- _WHAT IS EXPECTED_
The full set of entries below is to be returned unchanged.

- _SOURCE MATERIAL_
____________

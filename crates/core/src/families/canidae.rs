//! Dogs and wolves.

use crate::animal::{Animal, live_basics};
use crate::error::LifeResult;
use crate::habitat::Habitat;

pub trait Canidae: Animal {
    fn run(&self, habitat: &Habitat) -> LifeResult;

    fn howl(&self, habitat: &Habitat) -> LifeResult;

    /// Run, then howl.
    ///
    /// # Errors
    ///
    /// Returns the first behavior failure.
    fn roam(&self, habitat: &Habitat) -> LifeResult {
        self.run(habitat)?;
        self.howl(habitat)
    }
}

/// Runs by churning through short-lived allocations.
#[derive(Debug, Clone, Copy, Default, PartialEq, Eq)]
pub struct Dog;

impl Animal for Dog {
    fn name(&self) -> &'static str {
        "dog"
    }

    fn eat(&self, habitat: &Habitat) -> LifeResult {
        habitat.idle(self.name(), "eat")
    }

    fn drink(&self, habitat: &Habitat) -> LifeResult {
        habitat.idle(self.name(), "drink")
    }

    fn excrete_solid(&self, habitat: &Habitat) -> LifeResult {
        habitat.idle(self.name(), "excrete_solid")
    }

    fn excrete_liquid(&self, habitat: &Habitat) -> LifeResult {
        habitat.idle(self.name(), "excrete_liquid")
    }

    fn live(&self, habitat: &Habitat) -> LifeResult {
        live_basics(self, habitat)?;
        self.roam(habitat)
    }
}

impl Canidae for Dog {
    fn run(&self, habitat: &Habitat) -> LifeResult {
        habitat.churn(self.name())
    }

    fn howl(&self, habitat: &Habitat) -> LifeResult {
        habitat.idle(self.name(), "howl")
    }
}

/// Drinks by leaving helpers behind and howls over a contended den.
#[derive(Debug, Clone, Copy, Default, PartialEq, Eq)]
pub struct Wolf;

impl Animal for Wolf {
    fn name(&self) -> &'static str {
        "wolf"
    }

    fn eat(&self, habitat: &Habitat) -> LifeResult {
        habitat.idle(self.name(), "eat")
    }

    fn drink(&self, habitat: &Habitat) -> LifeResult {
        habitat.scatter(self.name())
    }

    fn excrete_solid(&self, habitat: &Habitat) -> LifeResult {
        habitat.idle(self.name(), "excrete_solid")
    }

    fn excrete_liquid(&self, habitat: &Habitat) -> LifeResult {
        habitat.idle(self.name(), "excrete_liquid")
    }

    fn live(&self, habitat: &Habitat) -> LifeResult {
        live_basics(self, habitat)?;
        self.roam(habitat)
    }
}

impl Canidae for Wolf {
    fn run(&self, habitat: &Habitat) -> LifeResult {
        habitat.idle(self.name(), "run")
    }

    fn howl(&self, habitat: &Habitat) -> LifeResult {
        habitat.contend(self.name())
    }
}
//! Mice.

use crate::animal::{Animal, live_basics};
use crate::error::LifeResult;
use crate::habitat::Habitat;

pub trait Muridae: Animal {
    fn hole(&self, habitat: &Habitat) -> LifeResult;

    fn steal(&self, habitat: &Habitat) -> LifeResult;

    /// Dig, then steal.
    ///
    /// # Errors
    ///
    /// Returns the first behavior failure.
    fn roam(&self, habitat: &Habitat) -> LifeResult {
        self.hole(habitat)?;
        self.steal(habitat)
    }
}

/// Steals into the larder and keeps what it took.
#[derive(Debug, Clone, Copy, Default, PartialEq, Eq)]
pub struct Mouse;

impl Animal for Mouse {
    fn name(&self) -> &'static str {
        "mouse"
    }

    fn eat(&self, habitat: &Habitat) -> LifeResult {
        habitat.idle(self.name(), "eat")
    }

    fn drink(&self, habitat: &Habitat) -> LifeResult {
        habitat.idle(self.name(), "drink")
    }

    fn excrete_solid(&self, habitat: &Habitat) -> LifeResult {
        habitat.idle(self.name(), "excrete_solid")
    }

    fn excrete_liquid(&self, habitat: &Habitat) -> LifeResult {
        habitat.idle(self.name(), "excrete_liquid")
    }

    fn live(&self, habitat: &Habitat) -> LifeResult {
        live_basics(self, habitat)?;
        self.roam(habitat)
    }
}

impl Muridae for Mouse {
    fn hole(&self, habitat: &Habitat) -> LifeResult {
        habitat.idle(self.name(), "hole")
    }

    fn steal(&self, habitat: &Habitat) -> LifeResult {
        habitat.hoard(self.name())
    }
}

____________

- _RESULT_
filename crates/core/src/families/canidae.rs
//! Dogs and wolves.

use crate::animal::{Animal, live_basics};
use crate::error::LifeResult;
use crate::habitat::Habitat;

pub trait Canidae: Animal {
    fn run(&self, habitat: &Habitat) -> LifeResult;

    fn howl(&self, habitat: &Habitat) -> LifeResult;

    /// Run, then howl.
    ///
    /// # Errors
    ///
    /// Returns the first behavior failure.
    fn roam(&self, habitat: &Habitat) -> LifeResult {
        self.run(habitat)?;
        self.howl(habitat)
    }
}

/// Runs by churning through short-lived allocations.
#[derive(Debug, Clone, Copy, Default, PartialEq, Eq)]
pub struct Dog;

impl Animal for Dog {
    fn name(&self) -> &'static str {
        "dog"
    }

    fn eat(&self, habitat: &Habitat) -> LifeResult {
        habitat.idle(self.name(), "eat")
    }

    fn drink(&self, habitat: &Habitat) -> LifeResult {
        habitat.idle(self.name(), "drink")
    }

    fn excrete_solid(&self, habitat: &Habitat) -> LifeResult {
        habitat.idle(self.name(), "excrete_solid")
    }

    fn excrete_liquid(&self, habitat: &Habitat) -> LifeResult {
        habitat.idle(self.name(), "excrete_liquid")
    }

    fn live(&self, habitat: &Habitat) -> LifeResult {
        live_basics(self, habitat)?;
        self.roam(habitat)
    }
}

impl Canidae for Dog {
    fn run(&self, habitat: &Habitat) -> LifeResult {
        habitat.churn(self.name())
    }

    fn howl(&self, habitat: &Habitat) -> LifeResult {
        habitat.idle(self.name(), "howl")
    }
}

/// Drinks by leaving helpers behind and howls over a contended den.
#[derive(Debug, Clone, Copy, Default, PartialEq, Eq)]
pub struct Wolf;

impl Animal for Wolf {
    fn name(&self) -> &'static str {
        "wolf"
    }

    fn eat(&self, habitat: &Habitat) -> LifeResult {
        habitat.idle(self.name(), "eat")
    }

    fn drink(&self, habitat: &Habitat) -> LifeResult {
        habitat.scatter(self.name())
    }

    fn excrete_solid(&self, habitat: &Habitat) -> LifeResult {
        habitat.idle(self.name(), "excrete_solid")
    }

    fn excrete_liquid(&self, habitat: &Habitat) -> LifeResult {
        habitat.idle(self.name(), "excrete_liquid")
    }

    fn live(&self, habitat: &Habitat) -> LifeResult {
        live_basics(self, habitat)?;
        self.roam(habitat)
    }
}

impl Canidae for Wolf {
    fn run(&self, habitat: &Habitat) -> LifeResult {
        habitat.idle(self.name(), "run")
    }

    fn howl(&self, habitat: &Habitat) -> LifeResult {
        habitat.contend(self.name())
    }
}
//! Mice.

use crate::animal::{Animal, live_basics};
use crate::error::LifeResult;
use crate::habitat::Habitat;

pub trait Muridae: Animal {
    fn hole(&self, habitat: &Habitat) -> LifeResult;

    fn steal(&self, habitat: &Habitat) -> LifeResult;

    /// Dig, then steal.
    ///
    /// # Errors
    ///
    /// Returns the first behavior failure.
    fn roam(&self, habitat: &Habitat) -> LifeResult {
        self.hole(habitat)?;
        self.steal(habitat)
    }
}

/// Steals into the larder and keeps what it took.
#[derive(Debug, Clone, Copy, Default, PartialEq, Eq)]
pub struct Mouse;

impl Animal for Mouse {
    fn name(&self) -> &'static str {
        "mouse"
    }

    fn eat(&self, habitat: &Habitat) -> LifeResult {
        habitat.idle(self.name(), "eat")
    }

    fn drink(&self, habitat: &Habitat) -> LifeResult {
        habitat.idle(self.name(), "drink")
    }

    fn excrete_solid(&self, habitat: &Habitat) -> LifeResult {
        habitat.idle(self.name(), "excrete_solid")
    }

    fn excrete_liquid(&self, habitat: &Habitat) -> LifeResult {
        habitat.idle(self.name(), "excrete_liquid")
    }

    fn live(&self, habitat: &Habitat) -> LifeResult {
        live_basics(self, habitat)?;
        self.roam(habitat)
    }
}

impl Muridae for Mouse {
    fn hole(&self, habitat: &Habitat) -> LifeResult {
        habitat.idle(self.name(), "hole")
    }

    fn steal(&self, habitat: &Habitat) -> LifeResult {
        habitat.hoard(self.name())
    }
}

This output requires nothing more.